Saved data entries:
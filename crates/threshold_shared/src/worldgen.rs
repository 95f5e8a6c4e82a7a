use noise::{NoiseFn, Perlin};

use crate::chunk::{ChunkTexture, HeightMap};
use crate::coords::{chunk_origin, ChunkKey};

const SAND_LEVEL: f32 = 0.28;
const GRASS_LEVEL: f32 = 0.6;
const ROCK_LEVEL: f32 = 0.8;
const STEEP_SLOPE: f32 = 1.0;

const SAND: [u8; 4] = [194, 178, 128, 255];
const GRASS: [u8; 4] = [86, 125, 70, 255];
const ROCK: [u8; 4] = [120, 118, 114, 255];
const SNOW: [u8; 4] = [240, 240, 245, 255];

/// Deterministic terrain height field. `sample` returns a value in `[0, 1]`
/// and must return the same value for the same coordinate on every call.
pub trait HeightSource: Send + Sync {
    fn sample(&self, world_x: f64, world_z: f64) -> f32;
}

#[derive(Debug, Clone, Copy, PartialEq)]
pub struct NoiseLayer {
    pub frequency: f64,
    pub weight: f64,
}

/// Weighted sum of Perlin layers, normalised by the total weight.
#[derive(Debug, Clone)]
pub struct LayeredNoise {
    layers: Vec<(NoiseLayer, Perlin)>,
    total_weight: f64,
}

impl LayeredNoise {
    pub fn new(seed: u32, layers: &[NoiseLayer]) -> Self {
        let layers: Vec<(NoiseLayer, Perlin)> = layers
            .iter()
            .filter(|layer| layer.weight > 0.0)
            .enumerate()
            .map(|(index, layer)| (*layer, Perlin::new(seed.wrapping_add(index as u32 * 7919))))
            .collect();
        let total_weight = layers.iter().map(|(layer, _)| layer.weight).sum();
        Self {
            layers,
            total_weight,
        }
    }

    /// Rolling hills with a long-wavelength base and two detail octaves.
    pub fn hills(seed: u32) -> Self {
        Self::new(
            seed,
            &[
                NoiseLayer {
                    frequency: 0.0025,
                    weight: 0.6,
                },
                NoiseLayer {
                    frequency: 0.011,
                    weight: 0.3,
                },
                NoiseLayer {
                    frequency: 0.047,
                    weight: 0.1,
                },
            ],
        )
    }
}

impl HeightSource for LayeredNoise {
    fn sample(&self, world_x: f64, world_z: f64) -> f32 {
        if self.total_weight <= 0.0 {
            return 0.0;
        }

        let sum: f64 = self
            .layers
            .iter()
            .map(|(layer, perlin)| {
                let value = perlin.get([world_x * layer.frequency, world_z * layer.frequency]);
                (value * 0.5 + 0.5) * layer.weight
            })
            .sum();
        (sum / self.total_weight).clamp(0.0, 1.0) as f32
    }
}

/// Fills `heights` for the chunk at `key`. Sample `(ix, iz)` sits at
/// `origin + (ix, iz) / (resolution - 1) * chunk_length`, so the last row and
/// column coincide with the neighbour's first.
pub fn generate_heights(
    source: &dyn HeightSource,
    key: ChunkKey,
    chunk_length: f32,
    heights: &mut HeightMap,
) {
    let resolution = heights.resolution();
    if resolution == 0 {
        return;
    }

    let (origin_x, origin_z) = chunk_origin(key, chunk_length);
    let step = if resolution > 1 {
        f64::from(chunk_length) / (resolution - 1) as f64
    } else {
        0.0
    };
    for iz in 0..resolution {
        for ix in 0..resolution {
            let world_x = f64::from(origin_x) + ix as f64 * step;
            let world_z = f64::from(origin_z) + iz as f64 * step;
            heights.set(ix, iz, source.sample(world_x, world_z));
        }
    }
}

/// Splat colour per height sample: banded by height, rock on steep slopes.
pub fn generate_texture(
    heights: &HeightMap,
    chunk_length: f32,
    height_scale: f32,
    texture: &mut ChunkTexture,
) {
    let resolution = heights.resolution().min(texture.resolution());
    if resolution == 0 {
        return;
    }

    let spacing = if resolution > 1 {
        chunk_length / (resolution - 1) as f32
    } else {
        chunk_length
    };
    for iz in 0..resolution {
        for ix in 0..resolution {
            let height = heights.get(ix, iz);
            let slope = slope_at(heights, ix, iz, resolution) * height_scale / spacing.max(f32::EPSILON);
            texture.set(ix, iz, splat_color(height, slope));
        }
    }
}

fn slope_at(heights: &HeightMap, ix: usize, iz: usize, resolution: usize) -> f32 {
    let x0 = ix.saturating_sub(1);
    let x1 = (ix + 1).min(resolution - 1);
    let z0 = iz.saturating_sub(1);
    let z1 = (iz + 1).min(resolution - 1);

    let dx = if x1 > x0 {
        (heights.get(x1, iz) - heights.get(x0, iz)) / (x1 - x0) as f32
    } else {
        0.0
    };
    let dz = if z1 > z0 {
        (heights.get(ix, z1) - heights.get(ix, z0)) / (z1 - z0) as f32
    } else {
        0.0
    };
    (dx * dx + dz * dz).sqrt()
}

fn splat_color(height: f32, slope: f32) -> [u8; 4] {
    if slope > STEEP_SLOPE {
        return ROCK;
    }
    if height < SAND_LEVEL {
        SAND
    } else if height < GRASS_LEVEL {
        GRASS
    } else if height < ROCK_LEVEL {
        ROCK
    } else {
        SNOW
    }
}

#[cfg(test)]
mod tests {
    use super::{
        generate_heights, generate_texture, HeightSource, LayeredNoise, NoiseLayer, GRASS, ROCK,
        SNOW,
    };
    use crate::chunk::{ChunkTexture, HeightMap};
    use crate::coords::ChunkKey;

    struct Ramp;

    impl HeightSource for Ramp {
        fn sample(&self, world_x: f64, _world_z: f64) -> f32 {
            (world_x / 100.0).clamp(0.0, 1.0) as f32
        }
    }

    #[test]
    fn layered_noise_is_deterministic_and_bounded() {
        let a = LayeredNoise::hills(7);
        let b = LayeredNoise::hills(7);
        for i in 0..200 {
            let x = i as f64 * 13.7 - 900.0;
            let z = i as f64 * -5.3 + 41.0;
            let value = a.sample(x, z);
            assert!((0.0..=1.0).contains(&value));
            assert_eq!(value, b.sample(x, z));
        }
    }

    #[test]
    fn weights_that_do_not_sum_to_one_still_blend() {
        let noise = LayeredNoise::new(
            3,
            &[
                NoiseLayer {
                    frequency: 0.01,
                    weight: 2.0,
                },
                NoiseLayer {
                    frequency: 0.05,
                    weight: 5.0,
                },
            ],
        );
        let any_nonzero = (0..50).any(|i| noise.sample(i as f64 * 17.3 + 0.5, 3.1) > 0.0);
        assert!(any_nonzero);
        assert_eq!(LayeredNoise::new(3, &[]).sample(1.0, 1.0), 0.0);
    }

    #[test]
    fn adjacent_chunks_share_edge_samples() {
        let mut west = HeightMap::new(5);
        let mut east = HeightMap::new(5);
        generate_heights(&Ramp, ChunkKey::new(0, 0), 40.0, &mut west);
        generate_heights(&Ramp, ChunkKey::new(1, 0), 40.0, &mut east);

        for iz in 0..5 {
            assert_eq!(west.get(4, iz), east.get(0, iz));
        }
        assert!((west.get(2, 0) - 0.2).abs() < 1e-6);
    }

    #[test]
    fn texture_bands_follow_height_and_slope() {
        let mut flat_high = HeightMap::new(3);
        for iz in 0..3 {
            for ix in 0..3 {
                flat_high.set(ix, iz, 0.9);
            }
        }
        let mut texture = ChunkTexture::new(3);
        generate_texture(&flat_high, 10.0, 50.0, &mut texture);
        assert!(texture.texels().iter().all(|texel| *texel == SNOW));

        let mut cliff = HeightMap::new(3);
        for iz in 0..3 {
            cliff.set(0, iz, 0.4);
            cliff.set(1, iz, 0.45);
            cliff.set(2, iz, 0.9);
        }
        generate_texture(&cliff, 10.0, 50.0, &mut texture);
        assert_eq!(texture.get(1, 1), ROCK);

        let mut gentle = HeightMap::new(3);
        for iz in 0..3 {
            for ix in 0..3 {
                gentle.set(ix, iz, 0.4 + ix as f32 * 0.001);
            }
        }
        generate_texture(&gentle, 10.0, 50.0, &mut texture);
        assert_eq!(texture.get(1, 1), GRASS);
    }
}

Work item:
If a line above contains the word "iter", list it.

Response to this task:
            .iter()
        let total_weight = layers.iter().map(|(layer, _)| layer.weight).sum();
            .iter()
        assert!(texture.texels().iter().all(|texel| *texel == SNOW));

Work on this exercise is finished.